Pivotal Trial Supports Use of Mirvetuximab Soravtansine in Ovarian Cancer
Use of mirvetuximab soravtansine monotherapy in patients with ovarian cancer resulted in meaningful anti-tumor activity, consistent safety, and favorable tolerability.
New data released at the Society of Gynecologic Oncology (SGO) 2022 Annual Meeting on Women’s Cancer show that the use of mirvetuximab soravtansine monotherapy in patients with ovarian cancer resulted in meaningful anti-tumor activity, consistent safety, and favorable tolerability.
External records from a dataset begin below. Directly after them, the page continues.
impl DeliveryService {
    pub fn new(db: Arc<Database>, queue: Arc<dyn TaskQueue>, base_url: String) -> Self {
        Self {
            db,
            queue,
            base_url,
        }
    }

    pub fn base_url(&self) -> &str {
        &self.base_url
    }

    /// Enqueue one delivery job per unique destination inbox.
    ///
    /// Destinations on blocked domains are skipped. `ordering_key` keeps
    /// jobs that share it in submission order.
    pub async fn enqueue_delivery(
        &self,
        activity: &Value,
        destination_inboxes: Vec<String>,
        signing_actor_id: &str,
        ordering_key: Option<&str>,
    ) -> Result<Vec<EnqueueReceipt>, AppError> {
        let total = destination_inboxes.len();
        let targets = unique_inbox_targets(destination_inboxes);
        let mut receipts = Vec::with_capacity(targets.len());

        for inbox in targets {
            let Some(host) = url_host(&inbox) else {
                tracing::warn!(inbox = %inbox, "Skipping unparsable inbox URL");
                continue;
            };
            if self.db.is_domain_blocked(&host).await? {
                tracing::debug!(inbox = %inbox, "Skipping delivery to blocked domain");
                continue;
            }

            let job = DeliveryJob {
                activity: activity.clone(),
                inbox,
                signing_actor_id: signing_actor_id.to_string(),
                correlation_id: crate::data::EntityId::new().0,
            };
            let payload = serde_json::to_value(&job)?;
            let receipt = self
                .queue
                .enqueue(
                    NewJob::new(QueueName::Deliver, payload)
                        .with_ordering_key(ordering_key.map(str::to_string))
                        .with_target_host(Some(host)),
                )
                .await?;
            receipts.push(receipt);
        }

        let activity_type = activity.get("type").and_then(Value::as_str).unwrap_or("unknown");
        tracing::info!(
            activity_type = %activity_type,
            jobs = receipts.len(),
            destinations = total,
            "Delivery enqueued"
        );

        Ok(receipts)
    }

    /// Deliver an activity to every approved remote follower of `actor`.
    pub async fn deliver_to_followers(
        &self,
        activity: &Value,
        actor: &Actor,
    ) -> Result<Vec<EnqueueReceipt>, AppError> {
        let inboxes = self.db.get_follower_inboxes(&actor.id).await?;
        self.enqueue_delivery(activity, inboxes, &actor.id, None)
            .await
    }

    /// Announce a locally written status to followers.
    pub async fn publish_status(
        &self,
        actor: &Actor,
        status: &Status,
    ) -> Result<Vec<EnqueueReceipt>, AppError> {
        let (to_audience, cc_audience) =
            audience_for_visibility(&actor.uri, status.visibility.as_str());
        let note_to: Vec<&str> = to_audience.iter().map(String::as_str).collect();
        let note_cc: Vec<&str> = cc_audience.iter().map(String::as_str).collect();

        let note = builder::note(
            &status.uri,
            &actor.uri,
            &status.content,
            &status.created_at.to_rfc3339(),
            status.in_reply_to_uri.as_deref(),
            note_to.clone(),
            note_cc.clone(),
        );
        let activity = builder::create(
            &new_activity_id(&self.base_url),
            &actor.uri,
            note,
            note_to,
            note_cc,
        );

        self.deliver_to_followers(&activity, actor).await
    }

    /// Tell followers a local status is gone.
    pub async fn publish_delete(
        &self,
        actor: &Actor,
        status: &Status,
    ) -> Result<Vec<EnqueueReceipt>, AppError> {
        let (to_audience, cc_audience) = audience_for_visibility(&actor.uri, &status.visibility);
        let activity = builder::delete(
            &new_activity_id(&self.base_url),
            &actor.uri,
            &status.uri,
            to_audience.iter().map(String::as_str).collect(),
            cc_audience.iter().map(String::as_str).collect(),
        );

        self.deliver_to_followers(&activity, actor).await
    }

    /// Like a remote status. Returns the Like activity id.
    pub async fn send_like(
        &self,
        actor: &Actor,
        status_uri: &str,
        author: &Actor,
    ) -> Result<String, AppError> {
        let like_id = new_activity_id(&self.base_url);
        let activity = builder::like(&like_id, &actor.uri, status_uri);
        self.enqueue_delivery(&activity, vec![author.inbox_uri.clone()], &actor.id, None)
            .await?;
        Ok(like_id)
    }

    /// Boost a status to followers and its author. Returns the Announce id.
    pub async fn send_announce(
        &self,
        actor: &Actor,
        status_uri: &str,
        visibility: &str,
        author: &Actor,
    ) -> Result<String, AppError> {
        let announce_id = new_activity_id(&self.base_url);
        let (to_audience, cc_audience) = audience_for_visibility(&actor.uri, visibility);
        let activity = builder::announce(
            &announce_id,
            &actor.uri,
            status_uri,
            to_audience.iter().map(String::as_str).collect(),
            cc_audience.iter().map(String::as_str).collect(),
        );

        let mut inboxes = self.db.get_follower_inboxes(&actor.id).await?;
        if !author.is_local {
            inboxes.push(author.delivery_inbox().to_string());
        }
        self.enqueue_delivery(&activity, inboxes, &actor.id, None)
            .await?;
        Ok(announce_id)
    }

    /// Undo an earlier Like or Announce.
    pub async fn send_undo(
        &self,
        actor: &Actor,
        activity_uri: &str,
        activity_type: &str,
        activity_object: Option<&str>,
        inboxes: Vec<String>,
    ) -> Result<Vec<EnqueueReceipt>, AppError> {
        let object = build_undo_object(activity_uri, Some(activity_type), activity_object);
        let activity = builder::undo(&new_activity_id(&self.base_url), &actor.uri, object);
        self.enqueue_delivery(&activity, inboxes, &actor.id, None)
            .await
    }
}
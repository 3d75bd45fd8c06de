//! Inbound activity processing
//!
//! Consumes queued inbox envelopes: idempotency check and claim, HTTP
//! signature verification, then side effects per activity type.
//!
//! Transient failures (storage, unreachable remote) release the claim and
//! surface as errors so the queue retries. Everything else ends in a
//! permanent processing record, keyed by body digest and activity id.

use async_trait::async_trait;
use serde_json::Value;
use std::sync::Arc;
use std::time::Duration;

use super::activity::{
    Activity, ActivityKind, InboundEnvelope, InboxVariant, ObjectRef, UndoObject, audience,
    extract_visibility, sanitize_remote_html, value_id,
};
use super::handshake::FollowCoordinator;
use super::key_directory::ActorKeyDirectory;
use super::queue::{JobHandler, JobOutcome, QueuedJob, now_ms};
use super::resolver::{RemoteResolver, extract_actor_domain};
use super::signature::{
    SignedRequest, extract_signature_key_id, key_id_matches_actor, verify_signature,
};
use crate::data::{
    Actor, Database, EntityId, Follow, Interaction, InteractionKind, ProcessedOutcome, Status,
};
use crate::error::{AppError, SignatureError};
use crate::metrics::{ACTIVITIES_PROCESSED, SIGNATURE_FAILURES};

/// Object types stored as statuses
const STATUS_TYPES: [&str; 4] = ["Note", "Article", "Question", "Page"];

/// Actor types an Update may refresh
const ACTOR_TYPES: [&str; 5] = ["Person", "Service", "Application", "Group", "Organization"];

/// Outcome of processing one envelope
#[derive(Debug, Clone, PartialEq, Eq)]
pub enum ProcessingResult {
    /// Side effects applied
    Applied { activity_type: &'static str },
    /// Already processed earlier; nothing done
    Duplicate,
    /// Another worker holds the claim; nothing done
    InFlight,
    /// Signature verification failed; dropped for good
    Rejected { reason: String },
    /// Valid but nothing to do (unsupported type, unknown target, ...)
    Ignored { reason: String },
    /// Malformed or semantically invalid; recorded with the error
    Invalid { reason: String },
}

impl ProcessingResult {
    fn label(&self) -> &'static str {
        match self {
            Self::Applied { .. } => "applied",
            Self::Duplicate => "duplicate",
            Self::InFlight => "in_flight",
            Self::Rejected { .. } => "rejected",
            Self::Ignored { .. } => "ignored",
            Self::Invalid { .. } => "invalid",
        }
    }
}

/// What a handler did with a verified activity
enum Handled {
    Applied,
    Ignored(String),
}

fn signature_failure_reason(error: &SignatureError) -> &'static str {
    match error {
        SignatureError::MissingHeader(_) => "missing_header",
        SignatureError::Malformed(_) => "malformed",
        SignatureError::UnsupportedAlgorithm(_) => "unsupported_algorithm",
        SignatureError::UnsignedHeader(_) => "unsigned_header",
        SignatureError::DigestMismatch => "digest_mismatch",
        SignatureError::StaleDate { .. } => "stale_date",
        SignatureError::KeyOwnerMismatch { .. } => "key_owner_mismatch",
        SignatureError::KeyUnavailable(_) => "key_unavailable",
        SignatureError::InvalidKey(_) => "invalid_key",
        SignatureError::BadSignature => "bad_signature",
    }
}

/// Applies verified inbound activities
pub struct ActivityProcessor {
    db: Arc<Database>,
    keys: Arc<ActorKeyDirectory>,
    resolver: Arc<RemoteResolver>,
    coordinator: Arc<FollowCoordinator>,
    clock_skew_seconds: i64,
    claim_lease: Duration,
    allow_private_hosts: bool,
}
Based on these data, ImmunoGen plans to submit a Biologics License Application to the FDA later this month, according to a press release. The results come from the pivotal SORAYA trial evaluating mirvetuximab soravtansine monotherapy in adults with folate receptor alpha-high platinum-resistant ovarian cancer who were previously treated with bevacizumab.
“Patients with platinum-resistant ovarian cancer have limited treatment options, and these are associated with low response rates and significant toxicity,” said Ursula Matulonis, MD, co-principal investigator in the SORAYA trial and presenter of the data at the SGO meeting. “With an objective response rate of 32.4%, far exceeding that seen with current therapies, and a median duration of response approaching 7 months, mirvetuximab continues to demonstrate impressive efficacy in patients with platinum-resistant disease who have already received bevacizumab.”
SORAYA is a single-arm study of mirvetuximab with the primary endpoint of confirmed objective response rate and a key secondary endpoint of duration of response. The trial enrolled 106 patients with a median of 3 prior lines of therapy. Specifically, 51% had 3 prior lines of therapy and 48% had 1 to 2 prior lines of therapy. All patients received prior bevacizumab and 48% had received a prior poly (ADP-ribose) polymerase (PARP) inhibitor.
The confirmed overall response rate (ORR) was 32.4% among patients receiving mirvetuximab soravtansine, including 5 patients with complete responses. ORR by blinded independent central review was 31.6%, including 5 complete responses. These response rates were consistent regardless of the number of prior lines of therapy or prior PARP inhibition.
Patients administered 1 to 2 prior lines of therapy had a 35.3% ORR when assessed by investigators and patients with 3 prior lines of therapy had a 30.2% ORR. Patients with prior PARP inhibitor exposure had an ORR of 38% when assessed by investigator, whereas those without prior PARP inhibitor exposure had a response rate of 27.5%.
Furthermore, the median duration of response was 6.9 months as of the March 3, 2022, data cut-off. The median progression-free survival was 4.3 months by investigator and 5.5 months by blinded independent central review.
“We are thrilled with the SORAYA results, which are remarkably consistent with data previously generated with mirvetuximab in a heavily pre-treated population of platinum-resistant ovarian cancer patients that included prior exposure to bevacizumab,” said Anna Berkenblit, MD, senior vice president and chief medical officer of ImmunoGen, in the press release. “Based on the impressive anti-tumor activity, durability of response, and safety profile observed in SORAYA, we believe mirvetuximab has the potential to displace single-agent chemotherapy as the standard of care for FRα-high platinum-resistant ovarian cancer.”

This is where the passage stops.